- EXERCISE GOAL
Where a line below carries the word "written", include it in the count, then give the count alone.

- Saved data entries
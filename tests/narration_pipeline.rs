use std::path::PathBuf;
use std::sync::atomic::{AtomicUsize, Ordering};
use std::sync::Arc;

use async_trait::async_trait;
use pretty_assertions::assert_eq;

use taletape::domain::text::chunker;
use taletape::infrastructure::repositories::{
    DocumentKind, EnhancementRepository, SpeechError, SpeechRepository,
};
use taletape::{
    DefaultPacingPolicy, EnhancementService, NarrationJob, NarrationService, NarrationServiceApi,
    NarrationServiceError, NarrationStyle, NarratorVoice, PacingPolicy, ParallelSynthesizer, Tone,
};

/// Minimal valid MP3 frame (silence) wrapping the chunk text, so assembled
/// output can be checked for ordering.
fn mock_audio(text: &str) -> Vec<u8> {
    let mut bytes = vec![0xFF, 0xFB, 0x90, 0x00];
    bytes.extend_from_slice(text.as_bytes());
    bytes
}

/// Scripted provider: chunks containing "boom" fail, everything else echoes
/// its text inside a frame. Counts calls for the cache tests.
struct MockSpeechRepository {
    calls: AtomicUsize,
}

impl MockSpeechRepository {
    fn new() -> Self {
        Self {
            calls: AtomicUsize::new(0),
        }
    }
}

#[async_trait]
impl SpeechRepository for MockSpeechRepository {
    async fn synthesize(&self, text: &str, _voice: NarratorVoice) -> Result<Vec<u8>, SpeechError> {
        self.calls.fetch_add(1, Ordering::SeqCst);
        if text.contains("boom") {
            return Err(SpeechError::Synthesis("scripted failure".to_string()));
        }
        Ok(mock_audio(text))
    }
}

struct FailingEnhancementRepository;

#[async_trait]
impl EnhancementRepository for FailingEnhancementRepository {
    async fn enhance(
        &self,
        _text: &str,
        _tone: Tone,
        _style: NarrationStyle,
    ) -> Result<String, String> {
        Err("model offline".to_string())
    }
}

/// Pass-through policy so content assertions stay byte-exact.
struct IdentityPolicy;

impl PacingPolicy for IdentityPolicy {
    fn apply(&self, text: &str, _tone: Tone, _style: NarrationStyle) -> String {
        text.to_string()
    }
}

fn plain_service(repo: Arc<MockSpeechRepository>, cache_enabled: bool) -> NarrationService {
    let enhancement = Arc::new(EnhancementService::with_policy(None, Arc::new(IdentityPolicy)));
    NarrationService::new(enhancement, ParallelSynthesizer::new(repo), cache_enabled)
}

#[tokio::test]
async fn it_should_narrate_text_end_to_end() {
    let repo = Arc::new(MockSpeechRepository::new());
    let service = plain_service(repo.clone(), false);

    let text = "The fox ran. The dog slept. The owl watched. The moon rose.";
    let job = NarrationJob::new(text, NarratorVoice::Kate).with_chunk_size(30);
    let result = service.narrate(job).await.unwrap();

    let expected_chunks = chunker::split(text, 30);
    assert_eq!(result.chunk_count, expected_chunks.len());
    assert_eq!(result.succeeded_chunks, expected_chunks.len());
    assert_eq!(result.failed_chunks, 0);
    assert!(!result.is_partial());
    assert_eq!(result.language.as_str(), "en");
    assert_eq!(result.narrated_text, text);

    let expected_audio: Vec<u8> = expected_chunks
        .iter()
        .flat_map(|c| mock_audio(&c.content))
        .collect();
    assert_eq!(result.audio, expected_audio);
}

#[tokio::test]
async fn it_should_keep_index_order_through_partial_failure() {
    let repo = Arc::new(MockSpeechRepository::new());
    let service = plain_service(repo.clone(), false);

    // A tiny chunk budget gives each sentence its own chunk
    let job = NarrationJob::new("First part. boom middle. Last part.", NarratorVoice::Lisa)
        .with_chunk_size(5);
    let result = service.narrate(job).await.unwrap();

    assert_eq!(result.chunk_count, 3);
    assert_eq!(result.succeeded_chunks, 2);
    assert_eq!(result.failed_chunks, 1);
    assert!(result.is_partial());
    assert_eq!(result.failures.len(), 1);
    assert_eq!(result.failures[0].index, 1);

    // Never swapped: chunk 0 then chunk 2, with the failed index skipped
    let mut expected = mock_audio("First part.");
    expected.extend_from_slice(&mock_audio("Last part."));
    assert_eq!(result.audio, expected);
}

#[tokio::test]
async fn it_should_fail_wholesale_when_every_chunk_fails() {
    let repo = Arc::new(MockSpeechRepository::new());
    let service = plain_service(repo.clone(), false);

    let job = NarrationJob::new("boom one. boom two. boom three.", NarratorVoice::Michael)
        .with_chunk_size(5);
    let err = service.narrate(job).await.unwrap_err();

    match err {
        NarrationServiceError::TotalSynthesisFailure { failed, failures } => {
            assert_eq!(failed, 3);
            assert_eq!(failures.len(), 3);
        }
        other => panic!("expected TotalSynthesisFailure, got {other:?}"),
    }
}

#[tokio::test]
async fn it_should_reject_empty_input_before_synthesis() {
    let repo = Arc::new(MockSpeechRepository::new());
    let service = plain_service(repo.clone(), false);

    let job = NarrationJob::new("   \n\t ", NarratorVoice::default());
    let err = service.narrate(job).await.unwrap_err();

    assert!(matches!(err, NarrationServiceError::EmptyInput(_)));
    assert_eq!(repo.calls.load(Ordering::SeqCst), 0, "no synthesis attempted");
}

#[tokio::test]
async fn it_should_degrade_to_local_formatter_when_rewrite_fails() {
    let repo = Arc::new(MockSpeechRepository::new());
    let enhancement = Arc::new(EnhancementService::with_policy(
        Some(Arc::new(FailingEnhancementRepository)),
        Arc::new(DefaultPacingPolicy),
    ));
    let service = NarrationService::new(enhancement, ParallelSynthesizer::new(repo), false);

    let job = NarrationJob::new("One ends. Two ends.", NarratorVoice::Allison);
    let result = service.narrate(job).await.unwrap();

    // The local formatter ran: pacing ellipses are in the narrated text
    assert!(result.narrated_text.contains("..."));
    assert_eq!(result.failed_chunks, 0);
    assert!(!result.audio.is_empty());
}

#[tokio::test]
async fn it_should_serve_repeat_requests_from_cache() {
    let repo = Arc::new(MockSpeechRepository::new());
    let service = plain_service(repo.clone(), true);

    let text = "A tale worth telling twice.";
    let first = service
        .narrate(NarrationJob::new(text, NarratorVoice::Kate))
        .await
        .unwrap();
    let calls_after_first = repo.calls.load(Ordering::SeqCst);

    let second = service
        .narrate(NarrationJob::new(text, NarratorVoice::Kate))
        .await
        .unwrap();

    assert_eq!(first.audio, second.audio);
    assert_eq!(
        repo.calls.load(Ordering::SeqCst),
        calls_after_first,
        "second request should not reach the provider"
    );
}

#[tokio::test]
async fn it_should_narrate_an_uploaded_document() {
    let repo = Arc::new(MockSpeechRepository::new());
    let service = plain_service(repo.clone(), false);

    let html = b"<html><body><p>A story from a page.</p></body></html>";
    let result = service
        .narrate_document(DocumentKind::Html, html, NarratorVoice::Lisa)
        .await
        .unwrap();

    assert!(result.narrated_text.contains("A story from a page."));
    assert!(!result.audio.is_empty());
}

#[tokio::test]
async fn it_should_surface_extraction_failures_before_the_pipeline() {
    let repo = Arc::new(MockSpeechRepository::new());
    let service = plain_service(repo.clone(), false);

    let err = service
        .narrate_document(DocumentKind::PlainText, &[0xFF, 0xFE], NarratorVoice::Lisa)
        .await
        .unwrap_err();

    assert!(matches!(err, NarrationServiceError::Extraction(_)));
    assert_eq!(repo.calls.load(Ordering::SeqCst), 0);
}

#[tokio::test]
async fn it_should_persist_the_artifact_to_a_caller_path() {
    let repo = Arc::new(MockSpeechRepository::new());
    let service = plain_service(repo.clone(), false);

    let path: PathBuf =
        std::env::temp_dir().join(format!("taletape-{}.mp3", uuid::Uuid::new_v4()));
    let job = NarrationJob::new("Saved to disk.", NarratorVoice::Michael);
    let result = service.narrate_to_file(job, &path).await.unwrap();

    let written = tokio::fs::read(&path).await.unwrap();
    assert_eq!(written, result.audio);

    tokio::fs::remove_file(&path).await.unwrap();
}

- SOLVED PROBLEM
2